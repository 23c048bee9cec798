// Copyright 2026 the Scanout Authors
// SPDX-License-Identifier: Apache-2.0 OR MIT

//! Host-populated buffer table.

use std::collections::HashMap;
use std::io;

use parking_lot::RwLock;
use scanout_core::buffer::{BufferHandle, BufferInfo};
use scanout_hwc::{BufferDescriber, TransportError};

/// A [`BufferDescriber`] backed by a table the buffer allocator fills.
///
/// The allocator registers each buffer when it imports it on the scanout
/// device and unregisters it when the last reference goes away.
#[derive(Debug, Default)]
pub struct BufferRegistry {
    buffers: RwLock<HashMap<BufferHandle, BufferInfo>>,
}

impl BufferRegistry {
    /// An empty registry.
    #[must_use]
    pub fn new() -> Self {
        Self::default()
    }

    /// Records `info` for `handle`, returning the description it replaced.
    pub fn register(&self, handle: BufferHandle, info: BufferInfo) -> Option<BufferInfo> {
        self.buffers.write().insert(handle, info)
    }

    /// Forgets `handle`.
    pub fn unregister(&self, handle: BufferHandle) -> Option<BufferInfo> {
        self.buffers.write().remove(&handle)
    }

    /// Number of registered buffers.
    #[must_use]
    pub fn len(&self) -> usize {
        self.buffers.read().len()
    }

    /// Whether no buffer is registered.
    #[must_use]
    pub fn is_empty(&self) -> bool {
        self.buffers.read().is_empty()
    }
}

impl BufferDescriber for BufferRegistry {
    fn describe(&self, buffer: BufferHandle) -> Result<BufferInfo, TransportError> {
        self.buffers.read().get(&buffer).copied().ok_or_else(|| {
            TransportError::Io(io::Error::new(
                io::ErrorKind::NotFound,
                format!("{buffer:?} was never registered"),
            ))
        })
    }
}
// Copyright 2026 the Scanout Authors
// SPDX-License-Identifier: Apache-2.0 OR MIT

//! Per-frame composition.
//!
//! A [`Composition`] is the bottom-to-top list of buffers one atomic commit
//! puts on planes. It contains every layer validated as
//! [`Device`](CompositionType::Device) plus, if any layer was validated as
//! [`Client`](CompositionType::Client), a single entry for the client target
//! at the lowest client z-order.
//!
//! Ordering is by `(z_order, LayerId)`. The client entry borrows the key of
//! the lowest client layer, so a device layer with the same z-order is kept
//! and ordered by creation rather than replaced.

use alloc::vec::Vec;

use kurbo::Rect;

use crate::error::{HandleKind, ScanoutError};
use crate::hw::FramebufferId;
use crate::layer::{BlendMode, CompositionType, Layer, LayerId, LayerStore};

/// Where a composition entry's pixels come from.
#[derive(Clone, Copy, Debug, PartialEq, Eq, Hash)]
pub enum LayerSource {
    /// A device-composited consumer layer.
    Layer(LayerId),
    /// The client target holding every client-composited layer.
    ClientTarget,
}

/// One slot of the ordered composition, before buffer import.
#[derive(Clone, Copy, Debug, PartialEq, Eq)]
pub struct CompositionEntry {
    /// Pixel source.
    pub source: LayerSource,
    /// Effective z-order.
    pub z_order: u32,
    key: LayerId,
}

/// Orders the entries of the next frame.
///
/// # Errors
///
/// [`ScanoutError::NoLayers`] when no layer was validated as device or
/// client.
pub fn order_entries(store: &LayerStore) -> Result<Vec<CompositionEntry>, ScanoutError> {
    let mut entries: Vec<CompositionEntry> = Vec::new();
    let mut lowest_client: Option<(u32, LayerId)> = None;

    for (id, layer) in store.iter() {
        match layer.validated_type() {
            CompositionType::Device => entries.push(CompositionEntry {
                source: LayerSource::Layer(id),
                z_order: layer.z_order(),
                key: id,
            }),
            CompositionType::Client => {
                let candidate = (layer.z_order(), id);
                if lowest_client.is_none_or(|low| candidate < low) {
                    lowest_client = Some(candidate);
                }
            }
            CompositionType::Invalid => {}
        }
    }
    if let Some((z_order, key)) = lowest_client {
        entries.push(CompositionEntry {
            source: LayerSource::ClientTarget,
            z_order,
            key,
        });
    }
    if entries.is_empty() {
        return Err(ScanoutError::NoLayers);
    }
    entries.sort_by_key(|e| (e.z_order, e.key));
    Ok(entries)
}

/// A composition entry with its buffer imported.
#[derive(Clone, Copy, Debug, PartialEq)]
pub struct HwLayer {
    /// Pixel source.
    pub source: LayerSource,
    /// Imported framebuffer.
    pub framebuffer: FramebufferId,
    /// Buffer region, in buffer pixels.
    pub source_crop: Rect,
    /// Destination on the display.
    pub display_frame: Rect,
    /// Plane alpha.
    pub alpha: f32,
    /// Blend mode.
    pub blend: BlendMode,
}

/// The ordered hardware layers of one frame, bottom first.
#[derive(Clone, Debug, Default, PartialEq)]
pub struct Composition {
    layers: Vec<HwLayer>,
}

impl Composition {
    /// Hardware layers, bottom first.
    #[inline]
    #[must_use]
    pub fn layers(&self) -> &[HwLayer] {
        &self.layers
    }

    /// Framebuffers referenced by this composition.
    pub fn framebuffers(&self) -> impl Iterator<Item = FramebufferId> + '_ {
        self.layers.iter().map(|l| l.framebuffer)
    }

    /// Number of layers.
    #[inline]
    #[must_use]
    pub fn len(&self) -> usize {
        self.layers.len()
    }

    /// Returns `true` if the composition is empty.
    #[inline]
    #[must_use]
    pub fn is_empty(&self) -> bool {
        self.layers.is_empty()
    }
}

/// Builds the frame's composition, importing each entry's buffer.
///
/// `import` is called once per entry, bottom first. It owns whatever it
/// creates: if a later import fails, earlier framebuffers are the caller's to
/// release.
///
/// # Errors
///
/// [`ScanoutError::NoLayers`] for an empty frame, or the first error
/// returned by `import`.
pub fn build_composition<F>(
    store: &LayerStore,
    client_target: &Layer,
    mut import: F,
) -> Result<Composition, ScanoutError>
where
    F: FnMut(&Layer) -> Result<FramebufferId, ScanoutError>,
{
    let entries = order_entries(store)?;
    let mut layers = Vec::with_capacity(entries.len());
    for entry in entries {
        let layer = match entry.source {
            LayerSource::Layer(id) => store
                .get(id)
                .ok_or(ScanoutError::BadHandle(HandleKind::Layer))?,
            LayerSource::ClientTarget => client_target,
        };
        let framebuffer = import(layer)?;
        layers.push(HwLayer {
            source: entry.source,
            framebuffer,
            source_crop: layer.source_crop(),
            display_frame: layer.display_frame(),
            alpha: layer.alpha(),
            blend: layer.blend(),
        });
    }
    Ok(Composition { layers })
}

# # #

**THE PROBLEM:**
Throughout the data above, copy all lines where the word "impl" is found.

**ANSWER TO THIS TASK:**
impl BufferRegistry {
impl BufferDescriber for BufferRegistry {
impl Composition {
    pub fn framebuffers(&self) -> impl Iterator<Item = FramebufferId> + '_ {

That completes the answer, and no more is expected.